Genetic variability of the genus Alburnoides in Azerbaijan
Omelchenko, Dmytro ; Švátora, Miroslav (advisor) ; Vukićová, Jasna (referee)
The Caucasus region is characterized by high rate of endemism and taxa richness of fishes. Azerbaijan is a country situated on the border between Europe and Asia with rivers flowing in the Caspian Sea. Natural environment of this country is represented by various habitats with diverse ichthyofauna. This region is very attractive for biogeographical studies because it lays on the border of two different ecoregions. Even on the modern stage of scientific cognition, there is still lack of data about freshwater fishes from that region. Spirlins or rifle-minnows (Alburnoides Jeitteles, 1861, Actinopterygii, Cyprinidae) is a genus of small freshwater fishes and it has been chosen as a focus of this thesis because of numerous reports of new species from surrounding countries.
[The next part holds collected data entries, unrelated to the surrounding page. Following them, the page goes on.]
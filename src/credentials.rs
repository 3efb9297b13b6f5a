//! The signed-in identity and where it is persisted.
//!
//! [`IdentityCell`] is the single shared copy of the identity. Callers take a
//! [`Lease`] before each authenticated call; when the call reports an expired
//! token they hand the lease's generation back to [`IdentityCell::refresh`].
//! Refreshes are single-flight: the cell's lock is held for the whole
//! refresh, and a caller whose generation is already stale gets the newer
//! tokens without calling the auth service again.
//!
//! ```text
//!  task A: lease(g1) ── call ── expired ── refresh(g1) ─┬─ auth.refresh ── g2
//!  task B: lease(g1) ── call ── expired ── refresh(g1) ─┘ waits ─────────── g2 (reused)
//! ```

use std::io::ErrorKind as IoErrorKind;
use std::path::{Path, PathBuf};
use std::sync::atomic::{AtomicU64, Ordering};
use std::sync::Arc;

use anyhow::Context;
use async_trait::async_trait;
use tokio::sync::Mutex;
use tracing::{debug, info, warn};

use crate::error::{ClientError, ErrorKind, TransportError};
use crate::state::player::Identity;
use crate::tokio_tools::spawn_named_task;
use crate::transport::{AuthService, CredentialStore};

const LOG_TARGET: &str = "jinrou_sync::credentials";

/// An identity snapshot tagged with the generation it was read at.
#[derive(Debug, Clone)]
pub struct Lease {
    pub identity: Identity,
    pub generation: u64,
}

#[derive(Debug, Default)]
struct Slot {
    identity: Option<Identity>,
    /// Bumped on every change to `identity`
    generation: u64,
}

impl Slot {
    fn replace(&mut self, identity: Option<Identity>) {
        self.identity = identity;
        self.generation += 1;
    }

    fn lease(&self) -> Option<Lease> {
        self.identity.clone().map(|identity| Lease {
            identity,
            generation: self.generation,
        })
    }
}

/// Shared holder of the active identity.
pub struct IdentityCell {
    slot: Mutex<Slot>,
    store: Arc<dyn CredentialStore>,
    auth: Arc<dyn AuthService>,
    refreshes: AtomicU64,
}

impl IdentityCell {
    pub fn new(store: Arc<dyn CredentialStore>, auth: Arc<dyn AuthService>) -> Self {
        Self {
            slot: Mutex::new(Slot::default()),
            store,
            auth,
            refreshes: AtomicU64::new(0),
        }
    }

    /// Load the persisted identity, if any, replacing the in-memory one.
    pub async fn load(&self) -> Result<Option<Identity>, ClientError> {
        let mut slot = self.slot.lock().await;
        let identity = self.store.load().await.map_err(ClientError::storage)?;
        match &identity {
            Some(identity) => info!(
                target: LOG_TARGET,
                player_id = %identity.player_id,
                "loaded stored identity"
            ),
            None => debug!(target: LOG_TARGET, "no stored identity"),
        }
        slot.replace(identity.clone());
        Ok(identity)
    }

    /// Register a new user and make it the active identity.
    pub async fn register(&self, display_name: &str) -> Result<Identity, ClientError> {
        let mut slot = self.slot.lock().await;
        let identity = self.auth.register(display_name).await?;
        self.store
            .save(&identity)
            .await
            .map_err(ClientError::storage)?;
        info!(
            target: LOG_TARGET,
            player_id = %identity.player_id,
            display_name = %identity.display_name,
            "registered new identity"
        );
        slot.replace(Some(identity.clone()));
        Ok(identity)
    }

    /// Forget the identity both in memory and in the store.
    pub async fn sign_out(&self) -> Result<(), ClientError> {
        let mut slot = self.slot.lock().await;
        slot.replace(None);
        self.store.clear().await.map_err(ClientError::storage)?;
        info!(target: LOG_TARGET, "signed out");
        Ok(())
    }

    /// Snapshot of the identity for one authenticated call.
    ///
    /// Waits while a refresh is in flight, so the lease never carries tokens
    /// that are about to be replaced.
    pub async fn lease(&self) -> Result<Lease, ClientError> {
        self.slot.lock().await.lease().ok_or(ClientError::NoIdentity)
    }

    pub async fn current(&self) -> Option<Identity> {
        self.slot.lock().await.identity.clone()
    }

    /// Refresh the token pair that was current at `stale_generation`.
    ///
    /// If another caller already refreshed since then, the newer tokens are
    /// returned as-is. A refresh token the auth service rejects for anything
    /// but a transient reason becomes [`ClientError::Unauthenticated`].
    ///
    /// The exchange runs on its own task: once started it completes and
    /// stores the new pair even if the caller is dropped, since the old
    /// refresh token is already spent.
    pub async fn refresh(self: &Arc<Self>, stale_generation: u64) -> Result<Lease, ClientError> {
        let cell = Arc::clone(self);
        spawn_named_task("identity-refresh", async move {
            cell.refresh_now(stale_generation).await
        })
        .await
        .map_err(|err| ClientError::Unknown(format!("token refresh task failed: {err}")))?
    }

    async fn refresh_now(&self, stale_generation: u64) -> Result<Lease, ClientError> {
        let mut slot = self.slot.lock().await;
        if slot.generation != stale_generation {
            debug!(
                target: LOG_TARGET,
                stale_generation,
                generation = slot.generation,
                "tokens already refreshed"
            );
            return slot.lease().ok_or(ClientError::NoIdentity);
        }

        let mut identity = slot.identity.clone().ok_or(ClientError::NoIdentity)?;
        let tokens = self
            .auth
            .refresh(&identity.refresh_token)
            .await
            .map_err(refresh_failure)?;
        identity.replace_tokens(tokens);
        self.refreshes.fetch_add(1, Ordering::Relaxed);

        // the old refresh token is spent, keep the new pair even if saving fails
        if let Err(err) = self.store.save(&identity).await {
            warn!(
                target: LOG_TARGET,
                error = %format!("{err:#}"),
                "failed to persist refreshed tokens"
            );
        }

        slot.replace(Some(identity));
        info!(
            target: LOG_TARGET,
            generation = slot.generation,
            "refreshed access token"
        );
        slot.lease().ok_or(ClientError::NoIdentity)
    }

    /// Refreshes performed since the cell was created.
    pub fn refresh_count(&self) -> u64 {
        self.refreshes.load(Ordering::Relaxed)
    }
}

impl std::fmt::Debug for IdentityCell {
    fn fmt(&self, f: &mut std::fmt::Formatter<'_>) -> std::fmt::Result {
        f.debug_struct("IdentityCell")
            .field("refreshes", &self.refresh_count())
            .finish_non_exhaustive()
    }
}

fn refresh_failure(err: TransportError) -> ClientError {
    match err.kind() {
        ErrorKind::Transient => ClientError::from(err),
        _ => {
            warn!(target: LOG_TARGET, error = %err, "refresh token rejected");
            ClientError::Unauthenticated(err.detail)
        }
    }
}

/// Identity kept in memory only.
#[derive(Debug, Default)]
pub struct InMemoryCredentialStore {
    identity: parking_lot::Mutex<Option<Identity>>,
}

impl InMemoryCredentialStore {
    pub fn new() -> Self {
        Self::default()
    }

    pub fn with_identity(identity: Identity) -> Self {
        Self {
            identity: parking_lot::Mutex::new(Some(identity)),
        }
    }

    pub fn snapshot(&self) -> Option<Identity> {
        self.identity.lock().clone()
    }
}

#[async_trait]
impl CredentialStore for InMemoryCredentialStore {
    async fn load(&self) -> anyhow::Result<Option<Identity>> {
        Ok(self.snapshot())
    }

    async fn save(&self, identity: &Identity) -> anyhow::Result<()> {
        *self.identity.lock() = Some(identity.clone());
        Ok(())
    }

    async fn clear(&self) -> anyhow::Result<()> {
        *self.identity.lock() = None;
        Ok(())
    }
}

/// Identity stored as a JSON document on disk.
#[derive(Debug, Clone)]
pub struct JsonFileCredentialStore {
    path: PathBuf,
}

impl JsonFileCredentialStore {
    pub fn new(path: impl Into<PathBuf>) -> Self {
        Self { path: path.into() }
    }

    pub fn path(&self) -> &Path {
        &self.path
    }
}

#[async_trait]
impl CredentialStore for JsonFileCredentialStore {
    async fn load(&self) -> anyhow::Result<Option<Identity>> {
        let raw = match tokio::fs::read_to_string(&self.path).await {
            Ok(raw) => raw,
            Err(err) if err.kind() == IoErrorKind::NotFound => return Ok(None),
            Err(err) => {
                return Err(err)
                    .with_context(|| format!("failed to read {}", self.path.display()))
            }
        };
        let identity = serde_json::from_str(&raw)
            .with_context(|| format!("malformed identity in {}", self.path.display()))?;
        Ok(Some(identity))
    }

    async fn save(&self, identity: &Identity) -> anyhow::Result<()> {
        if let Some(parent) = self.path.parent().filter(|p| !p.as_os_str().is_empty()) {
            tokio::fs::create_dir_all(parent)
                .await
                .with_context(|| format!("failed to create {}", parent.display()))?;
        }
        let json = serde_json::to_vec_pretty(identity).context("failed to encode identity")?;
        let tmp = self.path.with_extension("tmp");
        tokio::fs::write(&tmp, json)
            .await
            .with_context(|| format!("failed to write {}", tmp.display()))?;
        tokio::fs::rename(&tmp, &self.path)
            .await
            .with_context(|| format!("failed to replace {}", self.path.display()))?;
        Ok(())
    }

    async fn clear(&self) -> anyhow::Result<()> {
        match tokio::fs::remove_file(&self.path).await {
            Ok(()) => Ok(()),
            Err(err) if err.kind() == IoErrorKind::NotFound => Ok(()),
            Err(err) => {
                Err(err).with_context(|| format!("failed to remove {}", self.path.display()))
            }
        }
    }
}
The presented thesis is one of the seldom molecular studies trying to reveal the taxonomical situation within the genus Alburnoides, describe the phylogenetic relationships between geographically isolated populations, and provide biogeographical implications for fishes in the Caspian Sea river basins. Both mitochondrial (cytochrome b, cytochrome oxidase subunit I) and nuclear (RAG1, rhodopsin) markers were used in the study and the Maximum Likelihood, Maximum Parsimony and Bayesian phylogenetic analyses were performed. Further, the...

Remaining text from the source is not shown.